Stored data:
--- START ---
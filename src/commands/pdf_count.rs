//! PDF count command - letter frequencies of PDF body text.

use std::path::PathBuf;

use anyhow::{Context, Result};
use clap::Args;

use rotfreq::pdf::{fragments_in_window, FragmentSource};
use rotfreq::{count_pdf_letters, FragmentDocument, PageWindow};

use super::{load_settings, print_counts, CommandExecutor};

/// Count letter frequencies in a range of PDF pages.
///
/// Reads a JSON dump of positioned text fragments produced by a PDF text
/// extractor. Fragments outside the vertical band (y-min, y-max) are
/// skipped, which removes running headers and footers.
#[derive(Args, Debug)]
pub struct PdfCountCommand {
    /// JSON fragment dump: {"pages": [{"fragments": [{"text", "transform"}]}]}
    #[arg(short, long)]
    pub fragments: PathBuf,

    /// First page to include (zero-based)
    #[arg(long, default_value = "0")]
    pub page_start: usize,

    /// Page to stop before (exclusive); defaults to the last page
    #[arg(long)]
    pub page_stop: Option<usize>,

    /// Drop fragments at or below this vertical position (default from config)
    #[arg(long, allow_negative_numbers = true)]
    pub y_min: Option<f64>,

    /// Drop fragments at or above this vertical position (default from config)
    #[arg(long, allow_negative_numbers = true)]
    pub y_max: Option<f64>,

    /// Print counts as a JSON object
    #[arg(long)]
    pub json: bool,

    /// Settings file (defaults to ~/.rotfreq/config.toml)
    #[arg(long)]
    pub config: Option<PathBuf>,

    /// Verbose output (shows the window and how many fragments were kept)
    #[arg(short, long)]
    pub verbose: bool,
}

impl CommandExecutor for PdfCountCommand {
    fn execute(&self) -> Result<()> {
        let settings = load_settings(self.config.as_deref())?;
        let document = FragmentDocument::from_file(&self.fragments).with_context(|| {
            format!("Failed to load fragments from {}", self.fragments.display())
        })?;

        let window = PageWindow::new(
            self.page_start,
            self.page_stop.unwrap_or_else(|| document.page_count()),
            self.y_min.unwrap_or(settings.pdf.y_min),
            self.y_max.unwrap_or(settings.pdf.y_max),
        );

        if self.verbose {
            eprintln!(
                "Pages {}..{} of {}, keeping {} < y < {}",
                window.page_start,
                window.page_stop,
                document.page_count(),
                window.y_min,
                window.y_max
            );
        }

        let counts = count_pdf_letters(&document, &window).context("Failed to count letters")?;

        if self.verbose {
            let kept = fragments_in_window(&document, &window)
                .context("Failed to select fragments")?;
            let total = window
                .pages()
                .map(|index| document.page_fragments(index).map(|page| page.len()))
                .sum::<Result<usize, _>>()
                .context("Failed to read page fragments")?;
            eprintln!("Kept {} of {} fragments", kept.len(), total);
        }

        print_counts(&counts, self.json)
    }
}
//! Encrypt command - Caesar-rotate a file line by line.

use std::path::PathBuf;

use anyhow::{Context, Result};
use clap::Args;

use rotfreq::{transform_file, SubstitutionTable};

use super::CommandExecutor;

/// Encrypt a text file with a Caesar rotation.
///
/// Only Latin letters are rotated; case, digits, punctuation and line
/// breaks are kept as they are.
#[derive(Args, Debug)]
pub struct EncryptCommand {
    /// Clear text file
    #[arg(short, long)]
    pub input: PathBuf,

    /// Destination file (created or overwritten)
    #[arg(short, long)]
    pub output: PathBuf,

    /// Rotation amount (any integer, reduced modulo 26)
    #[arg(short, long, allow_negative_numbers = true)]
    pub rot: i64,

    /// Verbose output (shows the table and what was written)
    #[arg(short, long)]
    pub verbose: bool,
}

impl CommandExecutor for EncryptCommand {
    fn execute(&self) -> Result<()> {
        let table = SubstitutionTable::encrypt(self.rot);
        if self.verbose {
            eprintln!("Rotation: {} (effective shift {})", self.rot, table.shift());
        }

        let report = transform_file(&self.input, &table, &self.output).with_context(|| {
            format!(
                "Failed to encrypt {} into {}",
                self.input.display(),
                self.output.display()
            )
        })?;

        if self.verbose {
            eprintln!(
                "Wrote {} lines ({} bytes) to {}",
                report.lines,
                report.bytes,
                self.output.display()
            );
        }
        Ok(())
    }
}
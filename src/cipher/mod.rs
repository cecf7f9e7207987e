//! Caesar cipher operations.
//!
//! This module provides:
//! - Substitution tables for any rotation amount, in either direction
//! - Text rotation through a table
//! - Line-preserving file encryption/decryption
//! - Rotation recovery by frequency analysis

pub mod analysis;
pub mod pipeline;
pub mod rotate;
pub mod table;

pub use analysis::estimate_rotation;
pub use pipeline::{caesar_cipher, caesar_decipher, transform_file, CipherError, PipelineReport};
pub use rotate::rotate_text;
pub use table::{normalize_rotation, SubstitutionTable, TABLE_SIZE};
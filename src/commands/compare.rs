//! Compare command - side-by-side frequencies and rotation estimate.

use std::path::PathBuf;

use anyhow::{Context, Result};
use clap::Args;

use rotfreq::chart::render_comparison;
use rotfreq::{estimate_rotation, letters_count};

use super::{load_settings, CommandExecutor};

/// Compare the letter frequencies of a clear text and a cipher text.
///
/// Draws both a-z distributions side by side and reports the rotation
/// that best maps one onto the other.
#[derive(Args, Debug)]
pub struct CompareCommand {
    /// Reference (clear text) file
    pub plain: PathBuf,

    /// Encrypted file
    pub cipher: PathBuf,

    /// Maximum bar width (default from config)
    #[arg(short, long)]
    pub width: Option<usize>,

    /// Settings file (defaults to ~/.rotfreq/config.toml)
    #[arg(long)]
    pub config: Option<PathBuf>,
}

impl CommandExecutor for CompareCommand {
    fn execute(&self) -> Result<()> {
        let settings = load_settings(self.config.as_deref())?;
        let width = self.width.unwrap_or(settings.chart.width);

        let plain = letters_count(&self.plain)
            .with_context(|| format!("Failed to read {}", self.plain.display()))?;
        let cipher = letters_count(&self.cipher)
            .with_context(|| format!("Failed to read {}", self.cipher.display()))?;

        print!(
            "{}",
            render_comparison(
                &self.plain.display().to_string(),
                &plain,
                &self.cipher.display().to_string(),
                &cipher,
                width,
            )
        );

        match estimate_rotation(&plain, &cipher) {
            Some(rot) => println!("\nEstimated rotation: {}", rot),
            None => println!("\nEstimated rotation: unknown (no letters to compare)"),
        }
        Ok(())
    }
}
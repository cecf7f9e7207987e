//! # rotfreq - letter frequencies and Caesar rotation
//!
//! A small toolkit for classical cryptanalysis exercises:
//! count how often each letter occurs in a text (or in the body text of a
//! PDF), encrypt and decrypt files with a Caesar rotation, and compare the
//! letter distributions before and after.
//!
//! ## Example Usage
//!
//! ```rust
//! use rotfreq::{rotate_text, SubstitutionTable};
//!
//! let table = SubstitutionTable::new(13, false);
//! let secret = rotate_text("Hello, World!", &table);
//! assert_eq!(secret, "Uryyb, Jbeyq!");
//!
//! let back = rotate_text(&secret, &SubstitutionTable::new(13, true));
//! assert_eq!(back, "Hello, World!");
//! ```
//!
//! ## Modules
//!
//! - [`text`]: Letter extraction and frequency maps
//! - [`cipher`]: Substitution tables, text rotation, file pipeline, frequency analysis
//! - [`pdf`]: Letter counting over positioned text fragments from PDF pages
//! - [`chart`]: Plain-text bar charts
//! - [`config`]: Optional TOML settings

/// Number of letters in the Latin alphabet.
pub const ALPHABET_LEN: usize = 26;

pub mod chart;
pub mod cipher;
pub mod config;
pub mod pdf;
pub mod text;

// Re-export commonly used types at the crate root
pub use cipher::{
    caesar_cipher, caesar_decipher, estimate_rotation, normalize_rotation, rotate_text,
    transform_file, CipherError, PipelineReport, SubstitutionTable,
};
pub use config::{ConfigError, Settings};
pub use pdf::{count_pdf_letters, FragmentDocument, FragmentSource, PageWindow, PdfError, TextFragment};
pub use text::{is_word_char, letters_count, letters_in_file, normalize_letters, FrequencyMap, Letters};
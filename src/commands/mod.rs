//! Command module - Strategy pattern for CLI commands.
//!
//! Each command is a separate module implementing the `CommandExecutor` trait.

mod compare;
mod count;
mod decrypt;
mod encrypt;
mod pdf_count;

pub use compare::CompareCommand;
pub use count::CountCommand;
pub use decrypt::DecryptCommand;
pub use encrypt::EncryptCommand;
pub use pdf_count::PdfCountCommand;

use std::path::Path;

use anyhow::{Context, Result};
use rotfreq::{FrequencyMap, Settings};

/// Trait for command execution - Strategy pattern.
///
/// Each command struct holds its parsed arguments and implements
/// this trait to define its execution logic.
pub trait CommandExecutor {
    /// Executes the command with its parsed arguments.
    fn execute(&self) -> Result<()>;
}

/// Loads settings from `--config` if given, otherwise from `~/.rotfreq/config.toml`.
fn load_settings(path: Option<&Path>) -> Result<Settings> {
    Settings::resolve(path).with_context(|| match path {
        Some(path) => format!("Failed to load config from {}", path.display()),
        None => "Failed to load default config".to_string(),
    })
}

/// Prints `letter count` lines sorted by letter, or a JSON object.
fn print_counts(counts: &FrequencyMap, json: bool) -> Result<()> {
    if json {
        let map: serde_json::Map<String, serde_json::Value> = counts
            .sorted()
            .into_iter()
            .map(|(letter, count)| (letter.to_string(), count.into()))
            .collect();
        println!("{}", serde_json::to_string_pretty(&map)?);
    } else {
        for (letter, count) in counts.sorted() {
            println!("{} {}", letter, count);
        }
    }
    Ok(())
}
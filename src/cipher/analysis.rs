//! Frequency analysis for recovering a Caesar rotation.

use crate::text::FrequencyMap;
use crate::ALPHABET_LEN;

/// Relative a–z distribution of a map, or `None` if it has no a–z letters.
fn distribution(map: &FrequencyMap) -> Option<[f64; ALPHABET_LEN]> {
    let counts = map.alphabet_counts();
    let total: usize = counts.iter().sum();
    if total == 0 {
        return None;
    }

    let mut dist = [0.0; ALPHABET_LEN];
    for (p, n) in dist.iter_mut().zip(counts) {
        *p = n as f64 / total as f64;
    }
    Some(dist)
}

/// Guesses the rotation that turns text with the `reference` distribution
/// into text with the `observed` distribution.
///
/// Every shift in `[0, 26)` is scored by the correlation of the reference
/// distribution with the shifted observed one; the best score wins, the
/// smallest shift on ties. Returns `None` if either map has no a–z letters.
pub fn estimate_rotation(reference: &FrequencyMap, observed: &FrequencyMap) -> Option<u8> {
    let reference = distribution(reference)?;
    let observed = distribution(observed)?;

    let mut best = (0u8, f64::NEG_INFINITY);
    for shift in 0..ALPHABET_LEN {
        let score: f64 = (0..ALPHABET_LEN)
            .map(|i| reference[i] * observed[(i + shift) % ALPHABET_LEN])
            .sum();
        if score > best.1 {
            best = (shift as u8, score);
        }
    }

    Some(best.0)
}
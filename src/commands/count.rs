//! Count command - letter frequencies of a text file.

use std::path::PathBuf;

use anyhow::{Context, Result};
use clap::Args;

use rotfreq::chart::render_histogram;
use rotfreq::letters_count;

use super::{load_settings, print_counts, CommandExecutor};

/// Count letter frequencies in a text file.
///
/// Letters are lower-cased; digits and underscores count too, everything
/// else is ignored.
#[derive(Args, Debug)]
pub struct CountCommand {
    /// Text file to analyze
    pub file: PathBuf,

    /// Print counts as a JSON object
    #[arg(long, conflicts_with = "chart")]
    pub json: bool,

    /// Draw a bar chart of a-z instead of listing counts
    #[arg(long)]
    pub chart: bool,

    /// Settings file (defaults to ~/.rotfreq/config.toml)
    #[arg(long)]
    pub config: Option<PathBuf>,
}

impl CommandExecutor for CountCommand {
    fn execute(&self) -> Result<()> {
        let settings = load_settings(self.config.as_deref())?;
        let counts = letters_count(&self.file)
            .with_context(|| format!("Failed to read {}", self.file.display()))?;

        if self.chart {
            print!("{}", render_histogram(&counts, settings.chart.width));
            return Ok(());
        }

        print_counts(&counts, self.json)
    }
}
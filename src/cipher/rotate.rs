//! Applying substitution tables to text.

use super::table::SubstitutionTable;

/// Replaces every Latin letter in `text` with its counterpart in `table`.
///
/// Any other character (digits, punctuation, whitespace, non-Latin letters)
/// is copied unchanged, so the output has the same length as the input.
pub fn rotate_text(text: &str, table: &SubstitutionTable) -> String {
    text.chars().map(|c| table.get(c).unwrap_or(c)).collect()
}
--- END ---
● **Exercise aim**
Quote, word for word, every line from the top of the entries through the line that holds "headers and footers.".

● **Response area**
filename src/commands/pdf_count.rs
//! PDF count command - letter frequencies of PDF body text.

use std::path::PathBuf;

use anyhow::{Context, Result};
use clap::Args;

use rotfreq::pdf::{fragments_in_window, FragmentSource};
use rotfreq::{count_pdf_letters, FragmentDocument, PageWindow};

use super::{load_settings, print_counts, CommandExecutor};

/// Count letter frequencies in a range of PDF pages.
///
/// Reads a JSON dump of positioned text fragments produced by a PDF text
/// extractor. Fragments outside the vertical band (y-min, y-max) are
/// skipped, which removes running headers and footers.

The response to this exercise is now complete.